Gifts of friendship: What Saudi founder King Abdul Aziz gave to US President Roosevelt

Col. William A. Eddy, the US diplomatic representative to the Kingdom of Saudi Arabia who arranged the historic 1945 meeting between Franklin D. Roosevelt and Ibn Saud, and served as interpreter, left a fascinating record of the gifts given to the US president by the Saudi king.

In his 1954 account of the meeting, Eddy told how, after the two men had parted company on the USS Quincy, he was asked by the president’s daughter, Anna Roosevelt Boettiger, “to come below and explain to her the contents of several enormous parcels” that had been delivered to the ship addressed to Mrs. Franklin D. Roosevelt and Mrs. Boettiger.

“I went down to find a royal parade of gifts on view in a cabin,” he wrote. “There were several complete full-dress harim costumes, beautifully embroidered in many colors of silk.”

Arabian women, Eddy noted, were “limited in their opportunities to impress others with these beautiful gowns since they are worn only indoors and seen only by the husband, father, sons and other ladies.”

In addition to the clothes, “the gifts included several vials of rarely tinted glass, others of alabaster, containing the perfumes of Araby, including the favorite of all-attar of roses. Also there were large pieces of uncut amber, the like of whose size I have never seen, from the bottom of the Red Sea.”

From the eastern coasts of Arabia “there were pearl rings, pearl earrings, pearl-studded bracelets and anklets, and belts woven of gold thread with cunning devices, the skill which has reached its highest perfection in Saudi Arabia, the crowning achievement in handiwork.”

The principal present from the king to the president, “a beautiful diamond-encrusted sword, had not been delivered to me at the airplane in time for me to take to Alexandria,” where Eddy was scheduled to rejoin the president. “The king, however, directed that it be entrusted to me and that I be made responsible for seeing that it reached Mr. Roosevelt.”

In the end, a special military courier flew with the sword to Algiers, the next stop on the president’s journey back to the United States.

Many of the gifts given by Ibn Saud to the US president and his wife and daughter are in the Franklin D. Roosevelt Presidential Library and Museum in Hyde Park, New York state.

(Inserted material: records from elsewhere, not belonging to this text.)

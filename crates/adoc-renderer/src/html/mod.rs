//! Second rendering pass: HTML emission.

mod block;
mod inline;

use std::fmt::Write;
use std::path::{Path, PathBuf};

use adoc_model::{Document, Element, Header, Options};

use crate::anchors::{self, AnchorIndex};
use crate::attributes::RunningAttributes;
use crate::config::{Configuration, ConfigurationError};
use crate::data_uri::DataUriResolver;
use crate::escape::push_escaped;
use crate::toc::{DEFAULT_TOC_LEVELS, TocEntry, toc_entries, write_toc};

/// MathJax delimiter setup followed by the loader.
///
/// Inline LaTeX uses `\(..\)`, display LaTeX `\[..\]`, AsciiMath `\$..\$`.
/// AsciiMath inside a `stemblock` is displayed as a block.
const MATHJAX_SCRIPT: &str = r#"<script type="text/x-mathjax-config">
MathJax.Hub.Config({
  messageStyle: "none",
  tex2jax: { inlineMath: [["\\(", "\\)"]], displayMath: [["\\[", "\\]"]], ignoreClass: "nostem|nolatexmath" },
  asciimath2jax: { delimiters: [["\\$", "\\$"]], ignoreClass: "nostem|noasciimath" },
  TeX: { equationNumbers: { autoNumber: "none" } }
})
MathJax.Hub.Register.StartupHook("AsciiMath Jax Ready", function () {
  MathJax.InputJax.AsciiMath.postfilterHooks.Add(function (data, node) {
    if ((node = data.script.parentNode) && (node = node.parentNode) && node.classList.contains("stemblock")) {
      data.math.root.display = "block"
    }
    return data
  })
})
</script>
<script src="https://cdnjs.cloudflare.com/ajax/libs/mathjax/2.7.9/MathJax.js?config=TeX-MML-AM_HTMLorMML"></script>
"#;

const ASCIIDOCTOR_CSS: &str = "<link rel=\"stylesheet\" href=\"https://cdnjs.cloudflare.com/ajax/libs/asciidoctor.js/1.5.9/css/asciidoctor.min.css\" integrity=\"sha512-lb4ZuGfCVoGO2zu/TMakNlBgRA6mPXZ0RamTYgluFxULAwOoNnBIZaNjsdfhnlKlIbENaQbEAYEWxtzjkB8wsQ==\" crossorigin=\"anonymous\" referrerpolicy=\"no-referrer\" />\n";

/// Result of rendering a document.
#[derive(Clone, Debug)]
pub struct RenderResult {
    /// Rendered HTML.
    pub html: String,
    /// Document title from the header, if any.
    pub title: Option<String>,
    /// Table of contents entries, whether or not the document shows a TOC.
    pub toc: Vec<TocEntry>,
    /// Recoverable problems, e.g. unresolved cross references.
    pub warnings: Vec<String>,
}

/// A footnote collected while rendering.
#[derive(Debug)]
struct Footnote {
    id: Option<String>,
    text: String,
}

/// HTML renderer for one document.
///
/// Rendering runs in two passes: [`anchors::collect`] indexes every section
/// and anchor, then the tree is walked again to emit markup, resolving
/// `<<id>>` references against that index.
///
/// # Example
///
/// ```
/// use adoc_model::{Document, Header};
/// use adoc_renderer::{Configuration, HtmlRenderer};
///
/// let document = Document {
///     header: Header {
///         title: "Test".to_owned(),
///         ..Header::default()
///     },
///     body: Vec::new(),
/// };
///
/// let result = HtmlRenderer::new(Configuration::default()).render(&document);
/// assert!(result.html.contains("<h1>Test</h1>"));
/// assert_eq!(result.title.as_deref(), Some("Test"));
/// ```
#[derive(Debug)]
pub struct HtmlRenderer {
    config: Configuration,
    output: String,
    attributes: RunningAttributes,
    anchors: AnchorIndex,
    /// Index into `anchors.sections()` of the next section to emit.
    next_section: usize,
    footnotes: Vec<Footnote>,
    warnings: Vec<String>,
    toc: Vec<TocEntry>,
    title: Option<String>,
    has_stem: bool,
    data_uri: Option<DataUriResolver>,
}

impl HtmlRenderer {
    /// Create a renderer without validating `config`.
    pub fn new(config: Configuration) -> Self {
        let attributes = RunningAttributes::new(&Header::default(), &config.attributes);
        Self {
            config,
            output: String::with_capacity(4096),
            attributes,
            anchors: AnchorIndex::default(),
            next_section: 0,
            footnotes: Vec::new(),
            warnings: Vec::new(),
            toc: Vec::new(),
            title: None,
            has_stem: false,
            data_uri: None,
        }
    }

    /// Create a renderer, rejecting an invalid configuration.
    pub fn try_new(config: Configuration) -> Result<Self, ConfigurationError> {
        config.validate()?;
        Ok(Self::new(config))
    }

    /// Render `document` into the output buffer.
    pub fn visit(&mut self, document: &Document) {
        self.attributes = RunningAttributes::new(&document.header, &self.config.attributes);
        self.anchors = anchors::collect(document, &self.config.attributes);
        self.next_section = 0;

        let levels = self
            .attributes
            .get("toclevels")
            .and_then(|l| l.trim().parse().ok())
            .unwrap_or(DEFAULT_TOC_LEVELS);
        self.toc = toc_entries(self.anchors.sections(), levels);
        self.title = Some(document.header.title.clone()).filter(|t| !t.is_empty());
        self.data_uri = self
            .attributes
            .contains("data-uri")
            .then(|| DataUriResolver::new(self.image_base()));

        let content_only = self.attributes.contains("noheader");
        if !content_only {
            self.open_document();
            if !self.config.skip_global_content_wrapper {
                self.output.push_str(" <div id=\"content\">\n");
            }
            self.header(&document.header);
        }

        if self
            .attributes
            .get("toc")
            .is_some_and(|placement| placement != "macro")
        {
            self.table_of_contents();
        }
        self.body(&document.body);
        self.write_footnotes();

        if !content_only {
            if !self.config.skip_global_content_wrapper {
                self.output.push_str(" </div>\n");
            }
            self.close_document();
        }
        tracing::debug!(
            bytes = self.output.len(),
            warnings = self.warnings.len(),
            "Rendered document"
        );
    }

    /// Consume the renderer and return the accumulated output.
    pub fn result(self) -> RenderResult {
        RenderResult {
            html: self.output,
            title: self.title,
            toc: self.toc,
            warnings: self.warnings,
        }
    }

    /// Visit `document` and return the result.
    pub fn render(mut self, document: &Document) -> RenderResult {
        self.visit(document);
        self.result()
    }

    fn open_document(&mut self) {
        self.output.push_str("<!DOCTYPE html>\n<html");
        if !self.attributes.contains("nolang") {
            self.output.push_str(" lang=\"");
            push_escaped(&mut self.output, self.attributes.get("lang").unwrap_or("en"));
            self.output.push('"');
        }
        self.output.push_str(">\n<head>\n <meta charset=\"");
        push_escaped(
            &mut self.output,
            self.attributes.get("encoding").unwrap_or("UTF-8"),
        );
        self.output
            .push_str("\">\n <meta http-equiv=\"X-UA-Compatible\" content=\"IE=edge\">\n");
        let meta = [
            ("application-name", "app-name"),
            ("description", "description"),
            ("keywords", "keywords"),
            ("author", "author"),
            ("copyright", "copyright"),
        ];
        for (name, attribute) in meta {
            if let Some(value) = self.attributes.get(attribute) {
                write!(self.output, " <meta name=\"{name}\" content=\"").unwrap();
                push_escaped(&mut self.output, value);
                self.output.push_str("\">\n");
            }
        }
        if self.attributes.contains("asciidoctor-css") {
            self.output.push(' ');
            self.output.push_str(ASCIIDOCTOR_CSS);
        }
        // Raw HTML hooks, written unescaped.
        if let Some(css) = self.attributes.get("custom-css") {
            self.output.push_str(css);
        }
        self.output.push_str("</head>\n<body");
        if let Some(classes) = self.attributes.get("body-classes") {
            self.output.push_str(" class=\"");
            push_escaped(&mut self.output, classes);
            self.output.push('"');
        }
        self.output.push_str(">\n");
        if let Some(html) = self.attributes.get("header-html") {
            self.output.push_str(html);
        }
    }

    fn close_document(&mut self) {
        if self.has_stem && !self.attributes.contains("skip-stem-js") {
            self.output.push_str(MATHJAX_SCRIPT);
        }
        if let Some(scripts) = self.attributes.get("custom-js") {
            for script in scripts.split(',').map(str::trim).filter(|s| !s.is_empty()) {
                writeln!(self.output, " {script}").unwrap();
            }
        }
        self.output.push_str("</body>\n</html>\n");
    }

    fn header(&mut self, header: &Header) {
        if !header.title.is_empty() && !self.attributes.contains("notitle") {
            self.output.push_str(" <h1>");
            push_escaped(&mut self.output, &header.title);
            self.output.push_str("</h1>\n");
        }

        let mut details = String::new();
        for (index, author) in header.authors.iter().enumerate() {
            let n = index + 1;
            write!(details, "  <span class=\"author author-{n}\">").unwrap();
            push_escaped(&mut details, &author.name);
            details.push_str("</span>\n");
            if let Some(email) = &author.email {
                write!(details, "  <span class=\"email email-{n}\">").unwrap();
                push_escaped(&mut details, email);
                details.push_str("</span>\n");
            }
        }
        if let Some(revision) = &header.revision {
            let fields = [
                ("revnumber", Some(revision.number.as_str())),
                ("revdate", revision.date.as_deref()),
                ("revremark", revision.remark.as_deref()),
            ];
            for (id, value) in fields {
                if let Some(value) = value.filter(|v| !v.is_empty()) {
                    write!(details, "  <span id=\"{id}\">").unwrap();
                    push_escaped(&mut details, value);
                    details.push_str("</span>\n");
                }
            }
        }
        if !details.is_empty() {
            self.output.push_str(" <div class=\"details\">\n");
            self.output.push_str(&details);
            self.output.push_str(" </div>\n");
        }
    }

    fn table_of_contents(&mut self) {
        let title = self.attributes.get("toc-title").unwrap_or("Table of Contents");
        let class = self.attributes.get("toc-class").unwrap_or("toc");
        write_toc(&mut self.output, &self.toc, title, class);
    }

    /// Top-level blocks, wrapping content before the first section in a preamble.
    fn body(&mut self, body: &[Element]) {
        let first_section = body
            .iter()
            .position(|e| matches!(e, Element::Section(_)));
        let preamble = match first_section {
            Some(index) => &body[..index],
            None => &[],
        };
        if preamble
            .iter()
            .any(|e| !matches!(e, Element::Attribute(_)))
        {
            self.output
                .push_str(" <div id=\"preamble\">\n <div class=\"sectionbody\">\n");
            self.elements(preamble);
            self.output.push_str(" </div>\n </div>\n");
            self.elements(&body[preamble.len()..]);
        } else {
            self.elements(body);
        }
    }

    fn elements(&mut self, elements: &[Element]) {
        for element in elements {
            self.element(element);
        }
    }

    fn element(&mut self, element: &Element) {
        match element {
            Element::Text(text) => self.text(text),
            Element::Paragraph(p) => self.paragraph(p),
            Element::Section(section) => self.section(section),
            Element::LineBreak(_) => self.output.push_str("<br>\n"),
            Element::PageBreak(_) => self.output.push_str(" <div class=\"page-break\"></div>\n"),
            Element::Code(code) if code.inline => self.inline_code(code),
            Element::Code(code) => self.code_block(code),
            Element::Listing(listing) => self.listing(listing),
            Element::UnOrderedList(list) => self.unordered_list(list),
            Element::OrderedList(list) => self.ordered_list(list),
            Element::DescriptionList(list) => self.description_list(list),
            Element::Link(link) => self.link(link),
            Element::Macro(m) => self.macro_element(m),
            Element::Admonition(admonition) => self.admonition(admonition),
            Element::Anchor(anchor) => self.anchor(&anchor.id, anchor.label.as_deref()),
            Element::Table(table) => self.table(table),
            Element::Quote(quote) => self.quote(quote),
            Element::OpenBlock(block) => self.open_block(block),
            Element::PassthroughBlock(block) => self.passthrough_block(block),
            Element::ConditionalBlock(block) => self.conditional(block),
            Element::Attribute(attribute) => self.attribute(attribute),
        }
    }

    /// Write ` class`, ` id` and `data-*` attributes for `options`.
    ///
    /// `class` is the element's own class; the `role` option is appended.
    fn write_attributes(&mut self, options: &Options, class: &str) {
        self.write_attributes_with_id(options, class, options.id());
    }

    fn write_attributes_with_id(&mut self, options: &Options, class: &str, id: Option<&str>) {
        let role = options.role().map(|r| r.replace('.', " "));
        let classes = match (class.is_empty(), role) {
            (_, None) => class.to_owned(),
            (true, Some(role)) => role,
            (false, Some(role)) => format!("{class} {role}"),
        };
        if !classes.is_empty() {
            self.output.push_str(" class=\"");
            push_escaped(&mut self.output, classes.trim());
            self.output.push('"');
        }
        if let Some(id) = id {
            self.output.push_str(" id=\"");
            push_escaped(&mut self.output, id);
            self.output.push('"');
        }
        if self.config.support_data_attributes {
            for (key, value) in options.iter().filter(|(k, _)| k.starts_with("data-")) {
                write!(self.output, " {key}=\"").unwrap();
                push_escaped(&mut self.output, value);
                self.output.push('"');
            }
        }
    }

    /// ` <div class="title">` for a `.Title` line.
    fn block_title(&mut self, options: &Options) {
        if let Some(title) = options.title() {
            self.output.push_str("  <div class=\"title\">");
            push_escaped(&mut self.output, title);
            self.output.push_str("</div>\n");
        }
    }

    /// Directory relative image targets are read from for `data-uri`.
    fn image_base(&self) -> PathBuf {
        self.config
            .assets_base()
            .map_or_else(|| PathBuf::from("."), Path::to_path_buf)
    }

    fn warn(&mut self, message: String) {
        self.warnings.push(message);
    }
}

impl Default for HtmlRenderer {
    fn default() -> Self {
        Self::new(Configuration::default())
    }
}
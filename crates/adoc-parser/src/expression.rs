//! `ifeval` expression parsing.
//!
//! Expressions have the form `lhs operator rhs` where each side is an
//! attribute reference (`{name}`), a quoted string, a number, `true`,
//! `false` or `nil`. Evaluation happens at render time.

use adoc_model::{Expression, Operand, Operator};

/// Parse an `ifeval` expression. Returns `None` when no operator is found.
pub(crate) fn parse_expression(expr: &str) -> Option<Expression> {
    let (lhs, operator, rhs) = split_operator(expr.trim())?;
    let lhs = lhs.trim();
    let rhs = rhs.trim();
    if lhs.is_empty() || rhs.is_empty() {
        return None;
    }
    Some(Expression {
        lhs: parse_operand(lhs),
        operator,
        rhs: parse_operand(rhs),
    })
}

fn split_operator(expr: &str) -> Option<(&str, Operator, &str)> {
    // Two-character operators first so `<=` is not read as `<`.
    for (token, operator) in [
        ("==", Operator::Equal),
        ("!=", Operator::NotEqual),
        ("<=", Operator::LessEqual),
        (">=", Operator::GreaterEqual),
    ] {
        if let Some(pos) = expr.find(token) {
            return Some((&expr[..pos], operator, &expr[pos + 2..]));
        }
    }
    for (token, operator) in [('<', Operator::LessThan), ('>', Operator::GreaterThan)] {
        if let Some(pos) = expr.find(token) {
            return Some((&expr[..pos], operator, &expr[pos + 1..]));
        }
    }
    None
}

fn parse_operand(value: &str) -> Operand {
    if let Some(name) = value.strip_prefix('{').and_then(|v| v.strip_suffix('}')) {
        return Operand::Attribute(name.trim().to_owned());
    }
    if value.len() >= 2
        && ((value.starts_with('"') && value.ends_with('"'))
            || (value.starts_with('\'') && value.ends_with('\'')))
    {
        let inner = &value[1..value.len() - 1];
        if let Some(name) = inner.strip_prefix('{').and_then(|v| v.strip_suffix('}')) {
            return Operand::Attribute(name.trim().to_owned());
        }
        return Operand::String(inner.to_owned());
    }
    if value.eq_ignore_ascii_case("true") {
        return Operand::Boolean(true);
    }
    if value.eq_ignore_ascii_case("false") {
        return Operand::Boolean(false);
    }
    if value.eq_ignore_ascii_case("nil") || value.eq_ignore_ascii_case("null") {
        return Operand::Nil;
    }
    value
        .parse::<f64>()
        .map_or_else(|_| Operand::String(value.to_owned()), Operand::Number)
}

#[cfg(test)]
mod tests {
    use super::*;
    use pretty_assertions::assert_eq;

    #[test]
    fn test_parse_attribute_comparison() {
        let expression = parse_expression("{sectnumlevels} >= 3").unwrap();
        assert_eq!(
            expression,
            Expression {
                lhs: Operand::Attribute("sectnumlevels".to_owned()),
                operator: Operator::GreaterEqual,
                rhs: Operand::Number(3.0),
            }
        );
    }

    #[test]
    fn test_parse_quoted_string() {
        let expression = parse_expression(r#""{backend}" == "html5""#).unwrap();
        assert_eq!(expression.lhs, Operand::Attribute("backend".to_owned()));
        assert_eq!(expression.operator, Operator::Equal);
        assert_eq!(expression.rhs, Operand::String("html5".to_owned()));
    }

    #[test]
    fn test_parse_single_char_operator() {
        let expression = parse_expression("{level} < 2").unwrap();
        assert_eq!(expression.operator, Operator::LessThan);
    }

    #[test]
    fn test_parse_literals() {
        let expression = parse_expression("true != nil").unwrap();
        assert_eq!(expression.lhs, Operand::Boolean(true));
        assert_eq!(expression.rhs, Operand::Nil);
    }

    #[test]
    fn test_invalid_expression() {
        assert!(parse_expression("{flag}").is_none());
        assert!(parse_expression("== 2").is_none());
        assert!(parse_expression("").is_none());
    }
}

They include a beautiful steel dagger that has a hammered-gold hilt inset with two large and eight smaller diamonds, which was created by jewelers at Hofuf and is identical to one owned by Ibn Saud.

Craftsmen at Hofuf were also responsible for the sword, which has a decorated gold handle and a leather scabbard partially covered with chased and filigreed gold and set with 33 diamonds.

Among the clothing is an elaborately embroidered black and gold abaya made from camel hair and metallic thread, and trimmed in gold, red and green.